_EXERCISE_
Word for word, give the listing below again.

_MATERIAL SHOWN_
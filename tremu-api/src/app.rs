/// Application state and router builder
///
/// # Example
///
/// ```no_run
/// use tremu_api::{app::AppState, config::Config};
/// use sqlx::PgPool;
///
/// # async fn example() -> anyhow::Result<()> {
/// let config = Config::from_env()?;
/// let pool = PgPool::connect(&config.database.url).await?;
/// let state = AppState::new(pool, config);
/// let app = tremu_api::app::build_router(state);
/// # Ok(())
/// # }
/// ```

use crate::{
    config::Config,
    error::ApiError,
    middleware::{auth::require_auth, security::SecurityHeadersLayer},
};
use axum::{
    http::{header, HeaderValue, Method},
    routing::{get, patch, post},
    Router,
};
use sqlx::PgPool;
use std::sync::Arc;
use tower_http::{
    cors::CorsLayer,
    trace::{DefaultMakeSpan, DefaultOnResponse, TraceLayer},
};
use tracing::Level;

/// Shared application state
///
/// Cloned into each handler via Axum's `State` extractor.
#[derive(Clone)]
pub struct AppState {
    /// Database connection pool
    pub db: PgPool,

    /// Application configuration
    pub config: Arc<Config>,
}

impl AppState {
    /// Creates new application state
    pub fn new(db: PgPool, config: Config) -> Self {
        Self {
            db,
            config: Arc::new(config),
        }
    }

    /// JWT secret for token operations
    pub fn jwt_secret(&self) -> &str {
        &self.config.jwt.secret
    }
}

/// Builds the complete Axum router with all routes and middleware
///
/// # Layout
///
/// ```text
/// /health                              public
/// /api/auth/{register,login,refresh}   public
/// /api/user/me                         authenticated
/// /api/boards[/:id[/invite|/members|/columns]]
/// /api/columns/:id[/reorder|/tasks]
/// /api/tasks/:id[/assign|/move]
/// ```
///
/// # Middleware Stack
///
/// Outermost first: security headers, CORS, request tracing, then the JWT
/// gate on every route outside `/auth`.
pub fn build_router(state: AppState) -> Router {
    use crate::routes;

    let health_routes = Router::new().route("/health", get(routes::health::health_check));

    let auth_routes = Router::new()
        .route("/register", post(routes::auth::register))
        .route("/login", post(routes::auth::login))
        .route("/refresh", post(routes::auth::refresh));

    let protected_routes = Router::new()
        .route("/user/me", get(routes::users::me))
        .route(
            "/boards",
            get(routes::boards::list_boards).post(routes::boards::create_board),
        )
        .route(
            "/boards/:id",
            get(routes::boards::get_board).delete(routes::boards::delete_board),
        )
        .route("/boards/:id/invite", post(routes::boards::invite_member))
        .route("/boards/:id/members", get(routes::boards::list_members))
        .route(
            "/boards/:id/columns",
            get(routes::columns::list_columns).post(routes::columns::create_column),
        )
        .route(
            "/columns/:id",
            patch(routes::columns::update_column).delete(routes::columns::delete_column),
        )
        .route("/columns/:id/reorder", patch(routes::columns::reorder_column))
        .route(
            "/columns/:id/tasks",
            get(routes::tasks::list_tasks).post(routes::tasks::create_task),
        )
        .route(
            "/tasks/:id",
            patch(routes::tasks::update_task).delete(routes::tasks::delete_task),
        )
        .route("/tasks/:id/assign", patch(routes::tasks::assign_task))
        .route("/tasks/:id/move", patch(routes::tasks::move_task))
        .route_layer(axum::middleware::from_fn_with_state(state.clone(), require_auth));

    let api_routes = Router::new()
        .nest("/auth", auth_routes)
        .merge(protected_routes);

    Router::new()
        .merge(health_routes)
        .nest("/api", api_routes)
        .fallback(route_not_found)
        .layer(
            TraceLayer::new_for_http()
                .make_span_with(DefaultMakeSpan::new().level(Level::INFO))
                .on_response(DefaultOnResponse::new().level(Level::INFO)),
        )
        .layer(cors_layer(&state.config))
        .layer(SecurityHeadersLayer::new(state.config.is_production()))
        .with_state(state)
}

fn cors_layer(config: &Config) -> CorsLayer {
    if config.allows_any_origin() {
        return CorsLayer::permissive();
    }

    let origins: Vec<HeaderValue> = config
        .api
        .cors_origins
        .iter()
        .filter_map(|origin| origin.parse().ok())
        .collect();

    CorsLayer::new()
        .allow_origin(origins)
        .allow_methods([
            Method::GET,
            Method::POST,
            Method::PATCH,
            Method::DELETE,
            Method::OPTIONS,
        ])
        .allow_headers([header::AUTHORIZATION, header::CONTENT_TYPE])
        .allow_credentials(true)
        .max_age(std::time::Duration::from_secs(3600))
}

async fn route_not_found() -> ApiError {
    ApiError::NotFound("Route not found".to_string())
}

_RESPONSE AREA_
filename tremu-api/src/app.rs
/// Application state and router builder
///
/// # Example
///
/// ```no_run
/// use tremu_api::{app::AppState, config::Config};
/// use sqlx::PgPool;
///
/// # async fn example() -> anyhow::Result<()> {
/// let config = Config::from_env()?;
/// let pool = PgPool::connect(&config.database.url).await?;
/// let state = AppState::new(pool, config);
/// let app = tremu_api::app::build_router(state);
/// # Ok(())
/// # }
/// ```

use crate::{
    config::Config,
    error::ApiError,
    middleware::{auth::require_auth, security::SecurityHeadersLayer},
};
use axum::{
    http::{header, HeaderValue, Method},
    routing::{get, patch, post},
    Router,
};
use sqlx::PgPool;
use std::sync::Arc;
use tower_http::{
    cors::CorsLayer,
    trace::{DefaultMakeSpan, DefaultOnResponse, TraceLayer},
};
use tracing::Level;

/// Shared application state
///
/// Cloned into each handler via Axum's `State` extractor.
#[derive(Clone)]
pub struct AppState {
    /// Database connection pool
    pub db: PgPool,

    /// Application configuration
    pub config: Arc<Config>,
}

impl AppState {
    /// Creates new application state
    pub fn new(db: PgPool, config: Config) -> Self {
        Self {
            db,
            config: Arc::new(config),
        }
    }

    /// JWT secret for token operations
    pub fn jwt_secret(&self) -> &str {
        &self.config.jwt.secret
    }
}

/// Builds the complete Axum router with all routes and middleware
///
/// # Layout
///
/// ```text
/// /health                              public
/// /api/auth/{register,login,refresh}   public
/// /api/user/me                         authenticated
/// /api/boards[/:id[/invite|/members|/columns]]
/// /api/columns/:id[/reorder|/tasks]
/// /api/tasks/:id[/assign|/move]
/// ```
///
/// # Middleware Stack
///
/// Outermost first: security headers, CORS, request tracing, then the JWT
/// gate on every route outside `/auth`.
pub fn build_router(state: AppState) -> Router {
    use crate::routes;

    let health_routes = Router::new().route("/health", get(routes::health::health_check));

    let auth_routes = Router::new()
        .route("/register", post(routes::auth::register))
        .route("/login", post(routes::auth::login))
        .route("/refresh", post(routes::auth::refresh));

    let protected_routes = Router::new()
        .route("/user/me", get(routes::users::me))
        .route(
            "/boards",
            get(routes::boards::list_boards).post(routes::boards::create_board),
        )
        .route(
            "/boards/:id",
            get(routes::boards::get_board).delete(routes::boards::delete_board),
        )
        .route("/boards/:id/invite", post(routes::boards::invite_member))
        .route("/boards/:id/members", get(routes::boards::list_members))
        .route(
            "/boards/:id/columns",
            get(routes::columns::list_columns).post(routes::columns::create_column),
        )
        .route(
            "/columns/:id",
            patch(routes::columns::update_column).delete(routes::columns::delete_column),
        )
        .route("/columns/:id/reorder", patch(routes::columns::reorder_column))
        .route(
            "/columns/:id/tasks",
            get(routes::tasks::list_tasks).post(routes::tasks::create_task),
        )
        .route(
            "/tasks/:id",
            patch(routes::tasks::update_task).delete(routes::tasks::delete_task),
        )
        .route("/tasks/:id/assign", patch(routes::tasks::assign_task))
        .route("/tasks/:id/move", patch(routes::tasks::move_task))
        .route_layer(axum::middleware::from_fn_with_state(state.clone(), require_auth));

    let api_routes = Router::new()
        .nest("/auth", auth_routes)
        .merge(protected_routes);

    Router::new()
        .merge(health_routes)
        .nest("/api", api_routes)
        .fallback(route_not_found)
        .layer(
            TraceLayer::new_for_http()
                .make_span_with(DefaultMakeSpan::new().level(Level::INFO))
                .on_response(DefaultOnResponse::new().level(Level::INFO)),
        )
        .layer(cors_layer(&state.config))
        .layer(SecurityHeadersLayer::new(state.config.is_production()))
        .with_state(state)
}

fn cors_layer(config: &Config) -> CorsLayer {
    if config.allows_any_origin() {
        return CorsLayer::permissive();
    }

    let origins: Vec<HeaderValue> = config
        .api
        .cors_origins
        .iter()
        .filter_map(|origin| origin.parse().ok())
        .collect();

    CorsLayer::new()
        .allow_origin(origins)
        .allow_methods([
            Method::GET,
            Method::POST,
            Method::PATCH,
            Method::DELETE,
            Method::OPTIONS,
        ])
        .allow_headers([header::AUTHORIZATION, header::CONTENT_TYPE])
        .allow_credentials(true)
        .max_age(std::time::Duration::from_secs(3600))
}

async fn route_not_found() -> ApiError {
    ApiError::NotFound("Route not found".to_string())
}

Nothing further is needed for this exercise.